Conto de Marcelo Souza

O bafo de deus cavalga sobre os capins, faz rima de assobio sobre as campinas, flutua sobre a lagoa. Os sapos cantam o "Salve, uai! Vai, não vai!?" e o "Foi, não foi, oi, oi?!" Coaxam no limo o sapo barrigudo e o sapo-boi... Vento alazão. Galopa veloz sobre a terra seca e sobre os riachos. A crina vermelha lambendo o horizonte. Puseram fogo na mata, ou é o sol que correu pra se esconder trá-os-montes? Os olhos em brasa assustando as crianças. Mãe-preta sabe quem está por chegar. Os bicos dos peitos da negrinha estão duros. Vontade de ver o patrão, fazê-lo gemer. Machucar a cara do algoz, estapeá-lo.
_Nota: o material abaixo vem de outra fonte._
//! Toolbox service façade.
//!
//! Each check is a stateless async operation over public gateways; the
//! façade normalizes and validates input, then delegates to the pipeline
//! modules.

pub mod classify;
pub mod doh;
pub mod email;
pub mod hosting;
pub mod ip;
pub mod page_fetch;
pub mod robots;
pub mod whois;

use std::net::IpAddr;

use crate::error::{ToolboxError, ToolboxResult};
use crate::types::{
    DnsRecordGroup, DnsRecordType, EmailAuthReport, HostingReport, IpGeoInfo, NameserverReport,
    RobotsReport, WhoisReport,
};

/// Longest domain name accepted, per RFC 1035.
const MAX_DOMAIN_LEN: usize = 253;

/// Record types queried by the full DNS overview.
const OVERVIEW_TYPES: &[DnsRecordType] = &[
    DnsRecordType::A,
    DnsRecordType::Aaaa,
    DnsRecordType::Cname,
    DnsRecordType::Mx,
    DnsRecordType::Txt,
    DnsRecordType::Ns,
    DnsRecordType::Soa,
    DnsRecordType::Caa,
];

/// Normalize free-form user input into a bare domain name.
///
/// Strips a scheme, a leading `www.` label, and any path/query/fragment,
/// then trims and lowercases. Idempotent: normalizing a normalized domain
/// returns it unchanged.
#[must_use]
pub fn normalize_domain(input: &str) -> String {
    let mut s = input.trim();
    if let Some((_, rest)) = s.split_once("://") {
        s = rest;
    }
    s = s
        .split(['/', '?', '#'])
        .next()
        .unwrap_or(s);
    let mut s = s.trim().to_lowercase();
    if let Some(stripped) = s.strip_prefix("www.") {
        s = stripped.to_string();
    }
    s
}

/// Validate a normalized domain (or literal IP) for lookup use.
///
/// IP literals pass through unchanged; domain names go through IDNA
/// ASCII conversion, which also enforces label syntax.
pub fn validate_domain(input: &str) -> ToolboxResult<String> {
    let input = input.trim();
    if input.is_empty() {
        return Err(ToolboxError::ValidationError(
            "Domain must not be empty".to_string(),
        ));
    }
    if input.len() > MAX_DOMAIN_LEN {
        return Err(ToolboxError::ValidationError(format!(
            "Domain exceeds {MAX_DOMAIN_LEN} characters"
        )));
    }
    if input.parse::<IpAddr>().is_ok() {
        return Ok(input.to_string());
    }
    idna::domain_to_ascii_strict(input)
        .map_err(|_| ToolboxError::ValidationError(format!("Invalid domain name: {input}")))
}

/// Stateless façade over the diagnosis pipelines.
pub struct ToolboxService;

impl ToolboxService {
    /// Query all overview record types for a domain, concurrently.
    ///
    /// Groups come back in overview order; types with no records are absent.
    pub async fn dns_overview(domain: &str) -> ToolboxResult<Vec<DnsRecordGroup>> {
        let domain = validate_domain(&normalize_domain(domain))?;
        Ok(doh::aggregate_record_types(&domain, OVERVIEW_TYPES).await)
    }

    /// Query a single record type for a domain.
    pub async fn dns_lookup(
        domain: &str,
        record_type: DnsRecordType,
    ) -> ToolboxResult<Option<DnsRecordGroup>> {
        let domain = validate_domain(&normalize_domain(domain))?;
        doh::fetch_record_type(&domain, record_type).await
    }

    /// Diagnose where a domain is hosted.
    pub async fn hosting_check(domain: &str) -> ToolboxResult<Option<HostingReport>> {
        let domain = validate_domain(&normalize_domain(domain))?;
        hosting::hosting_check(&domain).await
    }

    /// Diagnose a domain's nameserver setup and redundancy.
    pub async fn nameserver_check(domain: &str) -> ToolboxResult<Option<NameserverReport>> {
        let domain = validate_domain(&normalize_domain(domain))?;
        hosting::nameserver_check(&domain).await
    }

    /// Score a domain's email authentication posture.
    pub async fn email_check(domain: &str) -> ToolboxResult<EmailAuthReport> {
        let domain = validate_domain(&normalize_domain(domain))?;
        email::email_check(&domain).await
    }

    /// Fetch and parse a domain's robots.txt.
    pub async fn robots_check(domain: &str) -> ToolboxResult<Option<RobotsReport>> {
        let domain = validate_domain(&normalize_domain(domain))?;
        robots::robots_check(&domain).await
    }

    /// Look up WHOIS registration data for a domain.
    pub async fn whois_check(domain: &str, api_key: &str) -> ToolboxResult<Option<WhoisReport>> {
        let domain = validate_domain(&normalize_domain(domain))?;
        whois::whois_check(&domain, api_key).await
    }

    /// Geolocate an IP address.
    pub async fn ip_check(ip: &str) -> ToolboxResult<IpGeoInfo> {
        ip::geolocate(ip).await
    }
}

#[cfg(test)]
#[allow(clippy::unwrap_used)]
mod tests {
    use super::*;

    // ==================== normalize_domain tests ====================

    #[test]
    fn test_normalize_full_url() {
        assert_eq!(
            normalize_domain("https://www.Example.com/path?x=1"),
            "example.com"
        );
    }

    #[test]
    fn test_normalize_bare_domain_unchanged() {
        assert_eq!(normalize_domain("example.com"), "example.com");
    }

    #[test]
    fn test_normalize_idempotent() {
        let once = normalize_domain("HTTP://WWW.Example.COM/a#frag");
        assert_eq!(normalize_domain(&once), once);
    }

    #[test]
    fn test_normalize_strips_www_only_as_prefix() {
        assert_eq!(normalize_domain("www.example.com"), "example.com");
        assert_eq!(normalize_domain("wwwexample.com"), "wwwexample.com");
    }

    #[test]
    fn test_normalize_whitespace_and_case() {
        assert_eq!(normalize_domain("  Example.COM  "), "example.com");
    }

    #[test]
    fn test_normalize_query_without_path() {
        assert_eq!(normalize_domain("example.com?ref=abc"), "example.com");
    }

    // ==================== validate_domain tests ====================

    #[test]
    fn test_validate_plain_domain() {
        assert_eq!(validate_domain("example.com").unwrap(), "example.com");
    }

    #[test]
    fn test_validate_ip_passthrough() {
        assert_eq!(validate_domain("8.8.8.8").unwrap(), "8.8.8.8");
        assert_eq!(validate_domain("2001:4860:4860::8888").unwrap(), "2001:4860:4860::8888");
    }

    #[test]
    fn test_validate_idn_to_punycode() {
        assert_eq!(validate_domain("bücher.example").unwrap(), "xn--bcher-kva.example");
    }

    #[test]
    fn test_validate_rejects_empty() {
        assert!(validate_domain("   ").is_err());
    }

    #[test]
    fn test_validate_rejects_overlong() {
        let long = format!("{}.com", "a".repeat(300));
        assert!(validate_domain(&long).is_err());
    }

    #[test]
    fn test_validate_rejects_bad_labels() {
        assert!(validate_domain("exa mple.com").is_err());
        assert!(validate_domain("example..com").is_err());
    }
}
Dar com amor o que receberam todos com dor. Sorriso branco, pele preta. Capitão do mato solta o chicote, baixa a cabeça. Peça castigo, peça! Os pretos mais velhos colocaram alecrim na palha do pito. O incenso improvisado vai benzer a Casa-Grande. As matronas enlouquecidas rezam o terço. Os tambores, mais tarde, vão ecoar na sua cabeça. Até o padre na capela sabe que é santo aquele rito. Tudo convida, mas poucos hão de se chegar. Hoje é dia de fogueirão! Capoeira no escuro! O Maculelê rasga o ar. Palmas ecoam de Aruanda. Preta bonita lavou vestido com água de lavanda. Bate palma menino. Hoje o tempo é senhor! Lá vem facão, mas não quer matar. Jogo de homens pra esquecer a dor. (-Olha o dragão, olha o dragão passando rente!) Mas ninguém foge do dragão que mora dentro da gente! Jorge, guerreiro, é o chefe da brincadeira. Homem feito, homem forte, também quer brincar. Cavaleiro de lança forte, vai lutar-brincar sem medo da morte. Vida boa, meu amigo! Os moleques vestem camisa, procuram abrigo. As jabuticabeiras ficam vazias, nem se mexem. Remoinho. Rodamoinho. Roda a saia, pretinha. Ciranda! É fim de tarde, e o vento da monção anuncia: Venham meus pretos! Hoje é dia! Hoje, no barracão, vai ter poesia!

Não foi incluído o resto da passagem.